“Solange PR-Kooperationen authentisch sind, sehe ich darin keine Probleme” – Interview mit Bloggerin Nina Massek (Frau Mutter)

"Solange Kooperationen authentisch sind, sehe ich darin keine Probleme" - Blogger-Interview mit Frau Mutter

Nach unserem Gespräch mit Dr. Christine Finke von Mama arbeitet präsentieren wir auch in dieser Woche eine der Top-Bloggerinnen zum Thema “Mütter”. Im zweiten Interview unserer Serie sprechen wir mit Frau Nina Massek vom Blog Frau Mutter, der in unserem Ranking der Top 10 Mütterblogs in Deutschland den zweiten Platz belegte.
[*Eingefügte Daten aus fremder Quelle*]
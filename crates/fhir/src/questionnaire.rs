//! FHIR `Questionnaire` and `QuestionnaireResponse` wire models.
//!
//! gICS identifies consent templates by questionnaire canonical URLs of the form
//! `.../ConsentTemplate/<domain>/<template>|<version>`; signed documents reference them
//! through `QuestionnaireResponse.questionnaire`.

use crate::{Coding, Resource};
use serde::{Deserialize, Serialize};

#[derive(Clone, Debug, Default, PartialEq, Eq, Serialize, Deserialize)]
#[serde(rename_all = "camelCase")]
pub struct Questionnaire {
    #[serde(default, skip_serializing_if = "Option::is_none")]
    pub resource_type: Option<String>,
    #[serde(default, skip_serializing_if = "Option::is_none")]
    pub url: Option<String>,
    #[serde(default, skip_serializing_if = "Vec::is_empty")]
    pub code: Vec<Coding>,
}

#[derive(Clone, Debug, Default, PartialEq, Eq, Serialize, Deserialize)]
#[serde(rename_all = "camelCase")]
pub struct QuestionnaireResponse {
    #[serde(default, skip_serializing_if = "Option::is_none")]
    pub resource_type: Option<String>,
    #[serde(default, skip_serializing_if = "Option::is_none")]
    pub questionnaire: Option<String>,
}

impl Questionnaire {
    pub fn has_code(&self, system: &str, code: &str) -> bool {
        self.code.iter().any(|c| c.is(system, code))
    }

    /// Template identifier: the last path segment of the canonical URL.
    pub fn template_id(&self) -> Option<&str> {
        self.url.as_deref().and_then(last_segment)
    }
}

impl QuestionnaireResponse {
    /// Template identifier of the answered questionnaire.
    pub fn template_id(&self) -> Option<&str> {
        self.questionnaire.as_deref().and_then(last_segment)
    }
}

fn last_segment(url: &str) -> Option<&str> {
    url.trim_end_matches('/')
        .rsplit('/')
        .next()
        .map(str::trim)
        .filter(|s| !s.is_empty())
}

impl Resource for Questionnaire {
    const RESOURCE_TYPE: &'static str = "Questionnaire";

    fn declared_type(&self) -> Option<&str> {
        self.resource_type.as_deref()
    }
}

impl Resource for QuestionnaireResponse {
    const RESOURCE_TYPE: &'static str = "QuestionnaireResponse";

    fn declared_type(&self) -> Option<&str> {
        self.resource_type.as_deref()
    }
}
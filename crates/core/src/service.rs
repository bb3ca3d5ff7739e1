//! Per-request consent evaluation across all visible domains.

use crate::{
    filter_domains, ConsentError, ConsentResolver, ConsentResult, DomainCache, DomainStatus,
    PolicyDirectoryClient,
};
use std::sync::Arc;

/// Combines the domain snapshot, the registry and the resolver for one patient query.
#[derive(Clone)]
pub struct ConsentService {
    cache: Arc<DomainCache>,
    client: Arc<dyn PolicyDirectoryClient>,
    resolver: ConsentResolver,
}

impl ConsentService {
    pub fn new(cache: Arc<DomainCache>, client: Arc<dyn PolicyDirectoryClient>) -> Self {
        let resolver = ConsentResolver::new(client.clone());
        Self {
            cache,
            client,
            resolver,
        }
    }

    pub fn cache(&self) -> &Arc<DomainCache> {
        &self.cache
    }

    /// Status of every domain visible to `departments` for `patient_id`, in snapshot order.
    ///
    /// # Errors
    ///
    /// The first failing domain aborts the query:
    /// - [`ConsentError::DirectoryUnavailable`] if provisions cannot be fetched;
    /// - any error of [`ConsentResolver::resolve`].
    pub async fn domain_statuses(
        &self,
        patient_id: &str,
        departments: &[String],
    ) -> ConsentResult<Vec<DomainStatus>> {
        let snapshot = self.cache.snapshot();
        let domains = filter_domains(&snapshot, departments);

        let mut statuses = Vec::with_capacity(domains.len());
        for domain in &domains {
            let provisions = self
                .client
                .get_provisions(patient_id, domain)
                .await
                .map_err(|e| {
                    tracing::error!(domain = %domain, error = %e, "Failed to fetch provisions");
                    ConsentError::DirectoryUnavailable(e)
                })?;

            statuses.push(self.resolver.resolve(domain, &provisions).await?);
        }

        tracing::debug!(domains = statuses.len(), "Resolved consent status");
        Ok(statuses)
    }
}

#[cfg(test)]
mod tests {
    use super::*;
    use crate::testing::{domain_study, no_expiry, provision, FakeDirectoryClient};
    use crate::ConsentStatus;
    use chrono::{Months, Utc};

    async fn service(client: FakeDirectoryClient) -> ConsentService {
        let client = Arc::new(client);
        let cache = Arc::new(DomainCache::new(client.clone()));
        assert!(cache.refresh_once().await);
        ConsentService::new(cache, client)
    }

    fn directory() -> FakeDirectoryClient {
        FakeDirectoryClient::default().with_domains(vec![
            domain_study("Test", "IDAT_Test", &[]),
            domain_study("Dep", "IDAT_Dep", &["dep"]),
        ])
    }

    #[tokio::test]
    async fn resolves_every_visible_domain() {
        let now = Utc::now();
        let expires = now.checked_add_months(Months::new(60)).expect("date");
        let service = service(
            directory()
                .with_provisions("Test", vec![provision("IDAT_Test", true, expires, now)])
                .with_provisions("Dep", vec![provision("IDAT_Dep", false, no_expiry(), now)]),
        )
        .await;

        let statuses = service
            .domain_statuses("123", &["dep".into()])
            .await
            .expect("statuses");

        let summary: Vec<_> = statuses
            .iter()
            .map(|s| (s.domain.as_str(), s.status))
            .collect();
        assert_eq!(
            summary,
            vec![
                ("Test", ConsentStatus::Accepted),
                ("Dep", ConsentStatus::Declined)
            ]
        );
    }

    #[tokio::test]
    async fn hides_department_domains_from_other_callers() {
        let service = service(directory()).await;

        let statuses = service.domain_statuses("123", &[]).await.expect("statuses");
        assert_eq!(statuses.len(), 1);
        assert_eq!(statuses[0].domain, "Test");
        assert_eq!(statuses[0].status, ConsentStatus::NotAsked);
        assert!(statuses[0].ask_consent);
    }

    #[tokio::test]
    async fn registry_failure_is_directory_unavailable() {
        let service =
            service(directory().with_failing_provisions("Test", "502 Bad Gateway")).await;

        let err = service.domain_statuses("123", &[]).await.unwrap_err();
        assert!(matches!(err, ConsentError::DirectoryUnavailable(_)));
        assert!(err.to_string().contains("502 Bad Gateway"));
    }

    #[tokio::test]
    async fn missing_check_policy_propagates() {
        let now = Utc::now();
        let service = service(
            directory().with_provisions("Test", vec![provision("Other", true, now, now)]),
        )
        .await;

        let err = service.domain_statuses("123", &[]).await.unwrap_err();
        assert!(matches!(err, ConsentError::MissingCheckPolicy { .. }));
    }

    #[tokio::test]
    async fn empty_snapshot_yields_no_statuses() {
        let client = Arc::new(FakeDirectoryClient::default());
        let cache = Arc::new(DomainCache::new(client.clone()));
        let service = ConsentService::new(cache, client);

        let statuses = service.domain_statuses("123", &[]).await.expect("statuses");
        assert!(statuses.is_empty());
    }
}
Die in Berlin wohnende Mutter und Autorin betreibt seit mehreren Jahren ihren Blog. Zu lesen sind humoristische Alltagsgeschichten, Satire rund um das Thema Familie sowie Produktvorstellungen und Gewinnspiele. Im Interview erklärt Frau Massek, welche Kooperationen für ihren Blog sinnvoll sind, warum E-Mails manchmal gleich im Papierkorb landen und welche Erfahrungen sie bereits mit Unternehmen gemacht hat.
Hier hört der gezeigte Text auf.